→ Exercise goal
Search through the entries for the word "ticker" and copy every line that has it.
++++ Given records ++++
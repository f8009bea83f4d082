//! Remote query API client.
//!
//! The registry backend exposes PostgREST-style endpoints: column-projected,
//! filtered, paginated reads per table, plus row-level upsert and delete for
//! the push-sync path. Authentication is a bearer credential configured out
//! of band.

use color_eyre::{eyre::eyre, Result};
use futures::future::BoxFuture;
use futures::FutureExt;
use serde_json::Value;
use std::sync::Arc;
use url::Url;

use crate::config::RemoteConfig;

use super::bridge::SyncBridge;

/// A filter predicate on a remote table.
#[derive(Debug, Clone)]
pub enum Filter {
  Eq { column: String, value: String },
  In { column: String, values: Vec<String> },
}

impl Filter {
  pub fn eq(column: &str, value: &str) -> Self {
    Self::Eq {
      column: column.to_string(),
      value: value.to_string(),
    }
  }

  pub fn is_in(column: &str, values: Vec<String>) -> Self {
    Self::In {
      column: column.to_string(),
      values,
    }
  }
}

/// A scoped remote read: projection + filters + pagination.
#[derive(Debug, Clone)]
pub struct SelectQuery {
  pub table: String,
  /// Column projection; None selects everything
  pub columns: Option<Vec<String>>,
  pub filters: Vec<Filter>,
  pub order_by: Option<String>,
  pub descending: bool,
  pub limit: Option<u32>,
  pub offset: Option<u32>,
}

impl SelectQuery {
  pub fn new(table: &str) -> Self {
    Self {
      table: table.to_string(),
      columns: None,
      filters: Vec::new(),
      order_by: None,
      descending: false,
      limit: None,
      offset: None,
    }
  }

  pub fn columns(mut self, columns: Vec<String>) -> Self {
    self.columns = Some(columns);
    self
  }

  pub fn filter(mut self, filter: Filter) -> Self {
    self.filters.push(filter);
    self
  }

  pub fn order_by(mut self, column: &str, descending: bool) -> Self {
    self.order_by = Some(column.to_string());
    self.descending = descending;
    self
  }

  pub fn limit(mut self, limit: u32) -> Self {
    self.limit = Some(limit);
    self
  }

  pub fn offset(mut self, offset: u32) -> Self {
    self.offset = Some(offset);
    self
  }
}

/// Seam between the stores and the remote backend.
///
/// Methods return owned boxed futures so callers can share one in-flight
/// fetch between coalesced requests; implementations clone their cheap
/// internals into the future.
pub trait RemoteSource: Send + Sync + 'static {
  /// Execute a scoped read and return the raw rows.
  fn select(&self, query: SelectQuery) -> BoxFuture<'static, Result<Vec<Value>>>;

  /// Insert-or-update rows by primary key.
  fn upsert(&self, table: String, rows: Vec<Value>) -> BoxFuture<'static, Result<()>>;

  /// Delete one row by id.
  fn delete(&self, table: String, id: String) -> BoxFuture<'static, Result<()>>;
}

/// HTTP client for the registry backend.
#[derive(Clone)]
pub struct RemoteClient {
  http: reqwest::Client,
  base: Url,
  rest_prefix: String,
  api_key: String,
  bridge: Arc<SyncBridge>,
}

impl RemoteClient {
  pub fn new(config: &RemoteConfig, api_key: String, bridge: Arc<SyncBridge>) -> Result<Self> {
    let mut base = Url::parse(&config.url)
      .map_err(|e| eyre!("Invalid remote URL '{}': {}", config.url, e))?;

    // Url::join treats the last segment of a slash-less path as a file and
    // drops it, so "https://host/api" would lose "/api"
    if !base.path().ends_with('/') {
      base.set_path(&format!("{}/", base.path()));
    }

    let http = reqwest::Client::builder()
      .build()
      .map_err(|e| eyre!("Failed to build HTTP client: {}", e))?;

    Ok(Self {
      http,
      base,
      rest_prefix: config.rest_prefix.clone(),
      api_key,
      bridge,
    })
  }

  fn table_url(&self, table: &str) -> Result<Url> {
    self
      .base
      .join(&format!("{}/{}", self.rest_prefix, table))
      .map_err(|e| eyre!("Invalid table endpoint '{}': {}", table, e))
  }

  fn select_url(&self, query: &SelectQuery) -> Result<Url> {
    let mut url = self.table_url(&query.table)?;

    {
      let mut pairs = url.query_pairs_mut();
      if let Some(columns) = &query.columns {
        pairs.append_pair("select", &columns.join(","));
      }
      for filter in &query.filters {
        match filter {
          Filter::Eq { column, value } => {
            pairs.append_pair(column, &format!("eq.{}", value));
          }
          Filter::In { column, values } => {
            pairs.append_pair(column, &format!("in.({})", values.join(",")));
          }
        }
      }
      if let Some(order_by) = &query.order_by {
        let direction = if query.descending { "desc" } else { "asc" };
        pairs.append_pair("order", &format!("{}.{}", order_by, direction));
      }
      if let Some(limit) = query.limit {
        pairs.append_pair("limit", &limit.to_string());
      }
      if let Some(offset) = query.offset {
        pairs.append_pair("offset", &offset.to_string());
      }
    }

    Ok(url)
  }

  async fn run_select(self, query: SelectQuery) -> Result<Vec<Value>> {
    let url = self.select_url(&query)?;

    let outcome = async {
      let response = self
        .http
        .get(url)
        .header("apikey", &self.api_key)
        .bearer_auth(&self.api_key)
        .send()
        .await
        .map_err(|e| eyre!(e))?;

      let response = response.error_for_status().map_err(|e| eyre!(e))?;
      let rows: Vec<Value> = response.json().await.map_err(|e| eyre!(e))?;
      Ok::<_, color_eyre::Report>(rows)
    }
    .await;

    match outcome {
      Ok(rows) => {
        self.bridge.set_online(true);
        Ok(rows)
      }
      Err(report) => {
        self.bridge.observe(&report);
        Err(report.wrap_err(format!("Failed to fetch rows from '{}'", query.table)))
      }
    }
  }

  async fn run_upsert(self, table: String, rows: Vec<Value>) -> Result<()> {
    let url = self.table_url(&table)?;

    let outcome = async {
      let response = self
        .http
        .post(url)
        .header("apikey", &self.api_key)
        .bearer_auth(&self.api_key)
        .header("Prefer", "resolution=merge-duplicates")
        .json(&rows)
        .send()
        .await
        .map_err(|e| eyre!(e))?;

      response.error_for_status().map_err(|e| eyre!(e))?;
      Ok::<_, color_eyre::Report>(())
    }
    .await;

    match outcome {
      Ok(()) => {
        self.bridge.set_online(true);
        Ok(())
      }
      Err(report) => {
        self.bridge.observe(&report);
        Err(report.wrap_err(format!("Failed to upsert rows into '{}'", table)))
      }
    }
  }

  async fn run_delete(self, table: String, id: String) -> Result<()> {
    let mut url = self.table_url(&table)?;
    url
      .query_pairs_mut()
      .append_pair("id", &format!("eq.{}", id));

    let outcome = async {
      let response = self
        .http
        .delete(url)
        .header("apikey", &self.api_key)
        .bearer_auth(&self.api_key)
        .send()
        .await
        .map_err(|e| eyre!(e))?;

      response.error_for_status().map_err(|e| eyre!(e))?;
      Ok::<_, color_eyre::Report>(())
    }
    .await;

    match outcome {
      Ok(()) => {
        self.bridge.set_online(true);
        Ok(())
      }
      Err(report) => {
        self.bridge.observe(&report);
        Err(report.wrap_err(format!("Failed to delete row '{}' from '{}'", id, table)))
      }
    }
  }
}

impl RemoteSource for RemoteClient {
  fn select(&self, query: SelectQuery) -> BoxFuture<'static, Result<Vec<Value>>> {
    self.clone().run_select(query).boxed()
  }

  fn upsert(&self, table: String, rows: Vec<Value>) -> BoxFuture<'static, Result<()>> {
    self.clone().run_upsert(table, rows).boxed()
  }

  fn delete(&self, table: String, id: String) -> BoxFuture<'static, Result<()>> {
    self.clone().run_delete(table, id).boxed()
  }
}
++++
++++ Given records ++++
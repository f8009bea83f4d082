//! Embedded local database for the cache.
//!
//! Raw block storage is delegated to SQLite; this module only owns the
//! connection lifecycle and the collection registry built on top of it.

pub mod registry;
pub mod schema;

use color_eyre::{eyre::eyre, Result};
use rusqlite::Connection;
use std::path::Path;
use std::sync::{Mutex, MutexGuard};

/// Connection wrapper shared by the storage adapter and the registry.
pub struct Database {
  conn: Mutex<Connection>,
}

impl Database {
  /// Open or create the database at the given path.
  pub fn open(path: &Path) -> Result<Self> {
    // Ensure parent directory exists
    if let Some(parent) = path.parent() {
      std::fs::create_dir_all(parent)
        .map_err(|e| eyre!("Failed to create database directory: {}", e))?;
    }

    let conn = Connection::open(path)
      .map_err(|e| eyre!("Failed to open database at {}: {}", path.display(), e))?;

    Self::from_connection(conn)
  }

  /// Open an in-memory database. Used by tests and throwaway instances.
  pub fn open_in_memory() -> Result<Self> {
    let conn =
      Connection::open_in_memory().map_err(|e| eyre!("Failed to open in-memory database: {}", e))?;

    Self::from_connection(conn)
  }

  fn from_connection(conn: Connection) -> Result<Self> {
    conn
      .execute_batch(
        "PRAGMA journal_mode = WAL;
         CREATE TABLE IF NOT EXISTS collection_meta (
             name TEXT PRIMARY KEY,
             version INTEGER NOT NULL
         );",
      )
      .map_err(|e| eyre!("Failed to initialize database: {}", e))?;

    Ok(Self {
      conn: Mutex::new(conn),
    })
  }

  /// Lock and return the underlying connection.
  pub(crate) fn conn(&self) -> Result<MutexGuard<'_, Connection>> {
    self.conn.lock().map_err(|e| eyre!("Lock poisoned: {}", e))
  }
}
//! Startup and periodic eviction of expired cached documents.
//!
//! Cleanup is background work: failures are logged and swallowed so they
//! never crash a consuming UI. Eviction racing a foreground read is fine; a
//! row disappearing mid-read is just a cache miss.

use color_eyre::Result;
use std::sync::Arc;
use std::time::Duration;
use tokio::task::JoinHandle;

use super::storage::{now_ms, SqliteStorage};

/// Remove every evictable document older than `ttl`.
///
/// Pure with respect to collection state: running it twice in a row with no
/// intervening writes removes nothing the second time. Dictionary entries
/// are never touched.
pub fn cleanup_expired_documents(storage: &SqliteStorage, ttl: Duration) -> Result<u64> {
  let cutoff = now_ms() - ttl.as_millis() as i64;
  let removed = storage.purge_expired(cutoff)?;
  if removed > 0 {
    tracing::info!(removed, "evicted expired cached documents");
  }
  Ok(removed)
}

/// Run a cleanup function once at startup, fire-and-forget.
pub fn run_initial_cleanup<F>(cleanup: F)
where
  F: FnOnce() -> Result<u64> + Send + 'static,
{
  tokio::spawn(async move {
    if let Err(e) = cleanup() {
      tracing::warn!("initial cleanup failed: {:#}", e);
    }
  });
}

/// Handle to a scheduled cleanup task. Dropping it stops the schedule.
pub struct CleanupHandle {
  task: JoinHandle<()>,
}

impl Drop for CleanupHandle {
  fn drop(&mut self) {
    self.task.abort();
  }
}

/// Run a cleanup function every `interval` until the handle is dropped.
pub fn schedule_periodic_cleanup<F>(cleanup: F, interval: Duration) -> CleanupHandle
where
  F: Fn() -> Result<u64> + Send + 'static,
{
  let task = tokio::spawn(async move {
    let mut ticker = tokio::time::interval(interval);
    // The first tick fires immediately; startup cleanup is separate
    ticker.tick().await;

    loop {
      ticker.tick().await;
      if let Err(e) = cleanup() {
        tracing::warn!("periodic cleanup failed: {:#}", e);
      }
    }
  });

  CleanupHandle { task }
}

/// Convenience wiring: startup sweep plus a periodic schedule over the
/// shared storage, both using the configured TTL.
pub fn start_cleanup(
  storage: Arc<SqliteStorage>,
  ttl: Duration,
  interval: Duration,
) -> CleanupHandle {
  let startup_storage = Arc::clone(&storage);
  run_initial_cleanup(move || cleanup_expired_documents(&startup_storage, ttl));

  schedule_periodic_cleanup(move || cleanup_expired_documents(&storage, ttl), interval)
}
++++
→ Task answer
    let mut ticker = tokio::time::interval(interval);
    ticker.tick().await;
      ticker.tick().await;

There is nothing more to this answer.